Reza was born in England to Indian parents but sent off to India to be educated to stay in touch with his roots. His father sadly passed away when Reza was only sixteen and so he took over the running of the family business, The Star of India Restaurant in London. Reza explains that he inherited a piece of 1950’s London, flock wallpaper and all, and set about inflicting his own brand of artistic flourish. Voila; from flock to Baroque!

The years Reza has spent managing The Star of India has established the restaurant as an institution and enabled him to explode onto the restaurant and food scene.

He loves to experiment with foods from all around the world, adding elements and ingredients that bring a new dimension to a traditional dish saying, “I am a firm believer in bringing a personal touch to cooking”.

Managing a restaurant does have some perks. A regular customer at The Star happened to be a television director. They got talking and he came up with the idea of doing a cookery programme with Reza and the then Goddess of Indian cookery; Madhur Jaffrey.

Reza first came to the public’s attention on UKTV Food Channel’s Delhi Belly with Sanjeev Bhaskar, the star of Goodness Gracious Me/The Kumars. This lead on to Coconut Coast, United States of Reza and A Place in France.

Aside from cooking, Reza has a great passion for music and the arts and has come to realize that food and music are indisputably linked. “A symphony of taste which feeds the senses is like beautiful music which nourishes the soul.”

He was an absolute delight to meet and hung around in the Green Room talking to everyone for a good half hour once his session had finished.

I tried to sum up his exceptionally flamboyant character in one word for you, but I think I will instead take a nod to The Observer Food Monthly who described meeting Reza as "being ambushed by a cross between Laurence Llewelyn-Bowen and Freddie Mercury".

Outstanding!


Last but by no means least Dariel Pertwee visited us with a huge smile on her face and very sunny disposition. She is the daughter of Doctor Who actor Jon Pertwee and sister of actor Sean and as a British TV actress is probably best known for her turn in the series The Buddha of Suburbia.

She has a repertoire of voice styles including comedic, animation, and corporate. She is very versatile and has an excellent capability for copying accents.

Lovely to have met you Dariel – I now believe I have met most of the Pertwee clan!


Soho/London News:

‘Roll up, roll up’ and get your fashion fix at the Lucy In Disguise London shop, featuring clothes specially selected by Lily Allen and her sister Sarah Mary Owen.

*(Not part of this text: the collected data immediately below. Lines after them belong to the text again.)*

//! Tone generator
//!
//! Owns the tone queue and the audio sink, provides the whole enqueue
//! surface (raw tones, marks, representations, characters, strings), and
//! runs the single background thread that drains the queue into the sink.
//!
//! All timing flows from one number, the unit (dot) duration at the current
//! speed. Any change to speed, gap, or weighting marks the derived set out
//! of sync and recomputes it immediately; nothing ever reads stale values.

use std::sync::atomic::{AtomicBool, AtomicU32, Ordering};
use std::sync::{Arc, Mutex, Weak};
use std::thread::JoinHandle;
use std::time::{Duration, Instant};

use serde::{Deserialize, Serialize};

use morsekit_core::{charset, timing, CoreError};

use crate::error::{KeyingError, Result};
use crate::queue::{LowWatermark, ToneQueue, DEFAULT_CAPACITY};
use crate::sink::Sink;
use crate::tone::{SlopeShape, Tone, ToneMarker};

/// Slope (rise/fall) duration applied to sounding tones.
pub const SLOPE_DURATION_US: u32 = 5_000;

/// Sample rate the sink is configured with unless overridden.
pub const DEFAULT_SAMPLE_RATE: u32 = 48_000;

/// How long `stop()` waits for the background thread before abandoning it.
const STOP_JOIN_TIMEOUT: Duration = Duration::from_secs(1);

/// A dot or a dash.
#[derive(Debug, Clone, Copy, PartialEq, Eq, Serialize, Deserialize)]
pub enum Mark {
    Dot,
    Dash,
}

impl Mark {
    /// The opposite mark, for iambic alternation.
    #[inline]
    pub fn opposite(self) -> Self {
        match self {
            Mark::Dot => Mark::Dash,
            Mark::Dash => Mark::Dot,
        }
    }

    /// The representation symbol for this mark.
    pub fn symbol(self) -> char {
        match self {
            Mark::Dot => charset::DOT,
            Mark::Dash => charset::DASH,
        }
    }

    /// Parse a representation symbol.
    pub fn from_symbol(symbol: char) -> Option<Self> {
        match symbol {
            charset::DOT => Some(Mark::Dot),
            charset::DASH => Some(Mark::Dash),
            _ => None,
        }
    }
}

/// Notified by the background thread after each dequeued tone has been
/// realized, exactly once per tone, in dequeue order. The iambic keyer
/// clocks itself off this. Implementations must not block.
pub trait ToneEndListener: Send + Sync {
    fn on_tone_end(&self);
}

/// Generator settings, all caller-facing units.
#[derive(Debug, Clone, Copy, PartialEq, Eq, Serialize, Deserialize)]
pub struct GeneratorSettings {
    /// Sending speed, words per minute.
    pub speed_wpm: u32,
    /// Tone frequency, Hz.
    pub frequency_hz: u32,
    /// Volume, percent.
    pub volume_percent: u32,
    /// Extra inter-character spacing, dot units (Farnsworth-style).
    pub gap_units: u32,
    /// Dot/dash duty-cycle skew, percent; 50 is neutral.
    pub weighting_percent: u32,
    /// Edge shaping for sounding tones.
    pub slope: SlopeShape,
}

impl Default for GeneratorSettings {
    fn default() -> Self {
        Self {
            speed_wpm: 12,
            frequency_hz: 800,
            volume_percent: 70,
            gap_units: 0,
            weighting_percent: 50,
            slope: SlopeShape::RaisedCosine,
        }
    }
}

impl GeneratorSettings {
    fn validate(&self) -> Result<()> {
        timing::validate_speed(self.speed_wpm)?;
        timing::validate_frequency(self.frequency_hz)?;
        timing::validate_volume(self.volume_percent)?;
        timing::validate_gap(self.gap_units)?;
        timing::validate_weighting(self.weighting_percent)?;
        Ok(())
    }
}

/// Derived timing set, microseconds. Recomputed whenever speed, gap, or
/// weighting changes.
#[derive(Debug, Clone, Copy, PartialEq, Eq, Default)]
pub struct GeneratorTiming {
    /// One dot unit, unweighted.
    pub unit_us: u32,
    /// Dot mark duration (weighted).
    pub dot_us: u32,
    /// Dash mark duration (weighted).
    pub dash_us: u32,
    /// Inter-mark space (weighted inversely to the marks).
    pub inter_mark_space_us: u32,
    /// Full inter-character space.
    pub inter_character_space_us: u32,
    /// Full inter-word space.
    pub inter_word_space_us: u32,
    /// Gap-derived extra delay folded into the inter-character space.
    pub additional_space_us: u32,
    /// Gap-derived extra delay folded into the inter-word space.
    pub adjustment_space_us: u32,
}

impl GeneratorTiming {
    /// Compute the full derived set from the settings.
    ///
    /// Weighting shifts duration between marks and the following spaces
    /// while preserving each mark+space pair's total, so overall character
    /// timing is unchanged. Idempotent: same settings, same result.
    fn compute(settings: &GeneratorSettings) -> Self {
        let unit = i64::from(timing::unit_duration_us(settings.speed_wpm));
        // Neutral weighting (50%) gives zero delta; the 20..=80 bound keeps
        // |delta| <= 0.6 unit, so nothing can reach zero or go negative.
        let delta = (2 * i64::from(settings.weighting_percent) - 100) * unit / 100;
        let additional = i64::from(settings.gap_units) * unit;
        let adjustment = 7 * additional / 3;

        let dot = unit + delta;
        let dash = 3 * unit + delta;
        let ims = unit - delta;
        let ics = 3 * unit - delta + additional;
        let iws = 7 * unit - delta + additional + adjustment;

        Self {
            unit_us: unit as u32,
            dot_us: dot as u32,
            dash_us: dash as u32,
            inter_mark_space_us: ims as u32,
            inter_character_space_us: ics as u32,
            inter_word_space_us: iws as u32,
            additional_space_us: additional as u32,
            adjustment_space_us: adjustment as u32,
        }
    }

    /// Space appended after a character's trailing inter-mark space to
    /// reach a full inter-character space.
    #[inline]
    fn character_space_extension_us(&self) -> u32 {
        self.inter_character_space_us - self.inter_mark_space_us
    }

    /// Space appended after a full inter-character space to reach a full
    /// inter-word space.
    #[inline]
    fn word_space_extension_us(&self) -> u32 {
        self.inter_word_space_us - self.inter_character_space_us
    }
}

She might be better known as a singer, and controversial ‘tweeter’, but with the Lucy In Disguise London clothes shop, Lily Allen is making a further foray into the world of fashion, following a stint as a designer for New Look. Alongside all the vintage fashion on offer, a number of Lily's own designs will be available to buy.

With clothes sourced from vintage fairs and markets, there's bound to be something to please many a retro loving shopper. There's an international flavour to many of the designer clothes in the shop as well, with fashion brought in from Paris and the USA.

The brand new shop in Covent Garden features everything from Alexander McQueen designs to the specially designed Lucy in Disguise t-shirt. Fashionistas can also have a drink at the all day vodka bar inside the store, and get styling advice from the staff.

She’s not daft that Lily, she knows that a couple of voddies down the gullet and the ladies will be rampantly roving the shop and making impromptu buys under the influence. Nice Strategy Lils.

(The Lucy In Disguise London shop opens from Saturday 18th September 2010 at 10 Kings Street, Covent Garden, WC2E 8HN. Nearest tube: Covent Garden).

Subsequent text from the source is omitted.